What you need to do —
Look through the entries for the string "bool", and copy each line that holds it.

————————

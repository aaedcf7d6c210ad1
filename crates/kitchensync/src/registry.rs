//! Node registry (leader side)
//!
//! Tracks which followers are alive. Registration, heartbeats and status
//! responses come from the control listener; a sweep task expires nodes whose
//! heartbeat is older than the timeout. Both paths go through one `RwLock`, so
//! a report never sees a half-updated node set.

use std::collections::{HashMap, VecDeque};
use std::net::SocketAddr;
use std::sync::Arc;
use std::time::{Duration, Instant};

use chrono::{DateTime, Utc};
use kitchenproto::StatusReport;
use serde::Serialize;
use tokio::sync::RwLock;
use tokio_util::sync::CancellationToken;
use tracing::{debug, info, warn};

/// Expired nodes kept for status reports.
const DISCONNECTED_HISTORY: usize = 32;

#[derive(Debug, Clone)]
pub struct NodeRecord {
    pub node_id: String,
    pub addr: SocketAddr,
    pub status: String,
    pub media: Option<String>,
    pub registered_at: DateTime<Utc>,
    pub registration_time: Instant,
    pub last_heartbeat: Instant,
    pub last_report: Option<StatusReport>,
}

/// What a heartbeat did to the registry.
#[derive(Debug, Clone, Copy, PartialEq, Eq)]
pub enum HeartbeatOutcome {
    Refreshed,
    /// Unknown node, registered from its heartbeat.
    Registered,
}

/// Active node summary for reports.
#[derive(Debug, Clone, PartialEq, Serialize)]
pub struct NodeSummary {
    pub node_id: String,
    pub addr: SocketAddr,
    pub status: String,
    pub media: Option<String>,
    pub registered_at: DateTime<Utc>,
    pub heartbeat_age_ms: u64,
    pub last_report: Option<StatusReport>,
}

#[derive(Debug, Clone, PartialEq, Serialize)]
pub struct DisconnectedNode {
    pub node_id: String,
    pub addr: SocketAddr,
    pub disconnected_at: DateTime<Utc>,
}

#[derive(Debug, Clone, Default, PartialEq, Serialize)]
pub struct RegistryReport {
    /// Sorted by node id.
    pub active: Vec<NodeSummary>,
    /// Most recent first.
    pub disconnected: Vec<DisconnectedNode>,
}

#[derive(Default)]
struct RegistryInner {
    nodes: HashMap<String, NodeRecord>,
    disconnected: VecDeque<DisconnectedNode>,
}

impl RegistryInner {
    fn insert(&mut self, record: NodeRecord) {
        self.disconnected.retain(|d| d.node_id != record.node_id);
        self.nodes.insert(record.node_id.clone(), record);
    }
}

pub struct NodeRegistry {
    inner: RwLock<RegistryInner>,
    timeout: Duration,
}

impl NodeRegistry {
    pub fn new(timeout: Duration) -> Self {
        Self {
            inner: RwLock::new(RegistryInner::default()),
            timeout,
        }
    }

    pub fn timeout(&self) -> Duration {
        self.timeout
    }

    /// Create or refresh a record. Returns true for a node not seen before.
    pub async fn register(
        &self,
        node_id: &str,
        addr: SocketAddr,
        status: &str,
        media: Option<String>,
        now: Instant,
    ) -> bool {
        let mut inner = self.inner.write().await;
        if let Some(record) = inner.nodes.get_mut(node_id) {
            record.addr = addr;
            record.status = status.to_string();
            record.media = media;
            record.last_heartbeat = now;
            return false;
        }
        inner.insert(NodeRecord {
            node_id: node_id.to_string(),
            addr,
            status: status.to_string(),
            media,
            registered_at: Utc::now(),
            registration_time: now,
            last_heartbeat: now,
            last_report: None,
        });
        true
    }

    pub async fn heartbeat(
        &self,
        node_id: &str,
        addr: SocketAddr,
        status: &str,
        now: Instant,
    ) -> HeartbeatOutcome {
        let mut inner = self.inner.write().await;
        match inner.nodes.get_mut(node_id) {
            Some(record) => {
                record.addr = addr;
                record.status = status.to_string();
                record.last_heartbeat = now;
                HeartbeatOutcome::Refreshed
            }
            None => {
                inner.insert(NodeRecord {
                    node_id: node_id.to_string(),
                    addr,
                    status: status.to_string(),
                    media: None,
                    registered_at: Utc::now(),
                    registration_time: now,
                    last_heartbeat: now,
                    last_report: None,
                });
                HeartbeatOutcome::Registered
            }
        }
    }

    /// Store a status response. Counts as liveness.
    pub async fn record_report(&self, report: StatusReport, addr: SocketAddr, now: Instant) {
        let mut inner = self.inner.write().await;
        let status = report.correction_state.as_str().to_string();
        match inner.nodes.get_mut(&report.node_id) {
            Some(record) => {
                record.addr = addr;
                record.last_heartbeat = now;
                record.last_report = Some(report);
            }
            None => {
                inner.insert(NodeRecord {
                    node_id: report.node_id.clone(),
                    addr,
                    status,
                    media: None,
                    registered_at: Utc::now(),
                    registration_time: now,
                    last_heartbeat: now,
                    last_report: Some(report),
                });
            }
        }
    }

    /// Remove every node whose heartbeat age exceeds the timeout. Returns the
    /// expired node ids.
    pub async fn sweep(&self, now: Instant) -> Vec<String> {
        let mut inner = self.inner.write().await;
        let timeout = self.timeout;
        let expired: Vec<String> = inner
            .nodes
            .values()
            .filter(|r| now.saturating_duration_since(r.last_heartbeat) > timeout)
            .map(|r| r.node_id.clone())
            .collect();

        for node_id in &expired {
            if let Some(record) = inner.nodes.remove(node_id) {
                inner.disconnected.push_front(DisconnectedNode {
                    node_id: record.node_id,
                    addr: record.addr,
                    disconnected_at: Utc::now(),
                });
            }
        }
        inner.disconnected.truncate(DISCONNECTED_HISTORY);
        expired
    }

    pub async fn report(&self, now: Instant) -> RegistryReport {
        let inner = self.inner.read().await;
        let mut active: Vec<NodeSummary> = inner
            .nodes
            .values()
            .map(|r| NodeSummary {
                node_id: r.node_id.clone(),
                addr: r.addr,
                status: r.status.clone(),
                media: r.media.clone(),
                registered_at: r.registered_at,
                heartbeat_age_ms: now.saturating_duration_since(r.last_heartbeat).as_millis() as u64,
                last_report: r.last_report.clone(),
            })
            .collect();
        active.sort_by(|a, b| a.node_id.cmp(&b.node_id));
        RegistryReport {
            active,
            disconnected: inner.disconnected.iter().cloned().collect(),
        }
    }

    /// Control addresses of the active nodes.
    pub async fn addresses(&self) -> Vec<(String, SocketAddr)> {
        let inner = self.inner.read().await;
        inner
            .nodes
            .values()
            .map(|r| (r.node_id.clone(), r.addr))
            .collect()
    }

    pub async fn get(&self, node_id: &str) -> Option<NodeRecord> {
        self.inner.read().await.nodes.get(node_id).cloned()
    }

    pub async fn contains(&self, node_id: &str) -> bool {
        self.inner.read().await.nodes.contains_key(node_id)
    }

    pub async fn len(&self) -> usize {
        self.inner.read().await.nodes.len()
    }

    pub async fn is_empty(&self) -> bool {
        self.len().await == 0
    }

    /// Drop every record, active and disconnected.
    pub async fn clear(&self) {
        let mut inner = self.inner.write().await;
        inner.nodes.clear();
        inner.disconnected.clear();
    }
}

/// Spawn the periodic expiry sweep.
pub fn spawn_sweep_task(
    registry: Arc<NodeRegistry>,
    interval: Duration,
    cancel: CancellationToken,
) -> tokio::task::JoinHandle<()> {
    tokio::spawn(async move {
        let mut ticker = tokio::time::interval(interval);
        ticker.set_missed_tick_behavior(tokio::time::MissedTickBehavior::Skip);

        loop {
            tokio::select! {
                _ = ticker.tick() => {
                    let expired = registry.sweep(Instant::now()).await;
                    for node_id in expired {
                        warn!(node_id = %node_id, "node heartbeat timed out, marked disconnected");
                    }
                }
                _ = cancel.cancelled() => {
                    debug!("registry sweep shutting down");
                    break;
                }
            }
        }
        let nodes = registry.len().await;
        info!(nodes, "registry sweep stopped");
    })
}

#[cfg(test)]
mod tests {
    use super::*;
    use kitchenproto::CorrectionState;

    fn addr(port: u16) -> SocketAddr {
        SocketAddr::from(([127, 0, 0, 1], port))
    }

    #[test]
    fn register_then_refresh() {
        tokio_test::block_on(async {
            let registry = NodeRegistry::new(Duration::from_secs(3));
            let now = Instant::now();
            assert!(registry.register("pi-1", addr(6000), "ready", Some("loop.mp4".into()), now).await);
            assert!(!registry.register("pi-1", addr(6001), "ready", None, now).await);

            let record = registry.get("pi-1").await.unwrap();
            assert_eq!(record.addr, addr(6001));
            assert_eq!(registry.len().await, 1);
        });
    }

    #[tokio::test]
    async fn heartbeat_registers_unknown_node() {
        let registry = NodeRegistry::new(Duration::from_secs(3));
        let now = Instant::now();
        assert_eq!(
            registry.heartbeat("pi-2", addr(6002), "synced", now).await,
            HeartbeatOutcome::Registered
        );
        assert_eq!(
            registry.heartbeat("pi-2", addr(6002), "synced", now).await,
            HeartbeatOutcome::Refreshed
        );
        assert!(registry.contains("pi-2").await);
    }

    #[tokio::test]
    async fn sweep_expires_only_stale_nodes() {
        let registry = NodeRegistry::new(Duration::from_secs(3));
        let start = Instant::now();
        registry.register("old", addr(6003), "ready", None, start).await;
        registry
            .register("fresh", addr(6004), "ready", None, start + Duration::from_secs(2))
            .await;

        // Age exactly at the timeout is still alive
        assert!(registry.sweep(start + Duration::from_secs(3)).await.is_empty());

        let expired = registry.sweep(start + Duration::from_millis(3_500)).await;
        assert_eq!(expired, vec!["old".to_string()]);

        let report = registry.report(start + Duration::from_millis(3_500)).await;
        assert_eq!(report.active.len(), 1);
        assert_eq!(report.active[0].node_id, "fresh");
        assert_eq!(report.active[0].heartbeat_age_ms, 1_500);
        assert_eq!(report.disconnected.len(), 1);
        assert_eq!(report.disconnected[0].node_id, "old");
    }

    #[tokio::test]
    async fn re_register_leaves_disconnected_list() {
        let registry = NodeRegistry::new(Duration::from_secs(1));
        let start = Instant::now();
        registry.register("pi-3", addr(6005), "ready", None, start).await;
        registry.sweep(start + Duration::from_secs(2)).await;
        assert_eq!(registry.report(start).await.disconnected.len(), 1);

        registry
            .heartbeat("pi-3", addr(6005), "ready", start + Duration::from_secs(3))
            .await;
        let report = registry.report(start + Duration::from_secs(3)).await;
        assert_eq!(report.active.len(), 1);
        assert!(report.disconnected.is_empty());
    }

    #[tokio::test]
    async fn status_report_is_stored() {
        let registry = NodeRegistry::new(Duration::from_secs(3));
        let now = Instant::now();
        registry.register("pi-4", addr(6006), "ready", None, now).await;

        let report = StatusReport {
            node_id: "pi-4".to_string(),
            correction_state: CorrectionState::Synced,
            last_deviation: Some(0.02),
            ..StatusReport::default()
        };
        registry.record_report(report.clone(), addr(6006), now).await;

        let record = registry.get("pi-4").await.unwrap();
        assert_eq!(record.last_report, Some(report));
    }

    #[tokio::test]
    async fn disconnected_history_is_bounded() {
        let registry = NodeRegistry::new(Duration::from_millis(10));
        let start = Instant::now();
        for i in 0..(DISCONNECTED_HISTORY + 5) {
            registry
                .register(&format!("node-{}", i), addr(7000 + i as u16), "ready", None, start)
                .await;
        }
        registry.sweep(start + Duration::from_secs(1)).await;
        let report = registry.report(start).await;
        assert!(report.active.is_empty());
        assert_eq!(report.disconnected.len(), DISCONNECTED_HISTORY);

        registry.clear().await;
        assert!(registry.report(start).await.disconnected.is_empty());
    }

    #[tokio::test]
    async fn sweep_task_removes_expired_node() {
        let registry = Arc::new(NodeRegistry::new(Duration::from_millis(100)));
        registry
            .register("pi-5", addr(6007), "ready", None, Instant::now())
            .await;

        let cancel = CancellationToken::new();
        let handle = spawn_sweep_task(registry.clone(), Duration::from_millis(20), cancel.clone());

        assert!(registry.contains("pi-5").await);
        tokio::time::sleep(Duration::from_millis(200)).await;
        assert!(!registry.contains("pi-5").await);

        cancel.cancel();
        handle.await.unwrap();
    }
}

————————

Exercise result —
    ) -> bool {
    pub async fn contains(&self, node_id: &str) -> bool {
    pub async fn is_empty(&self) -> bool {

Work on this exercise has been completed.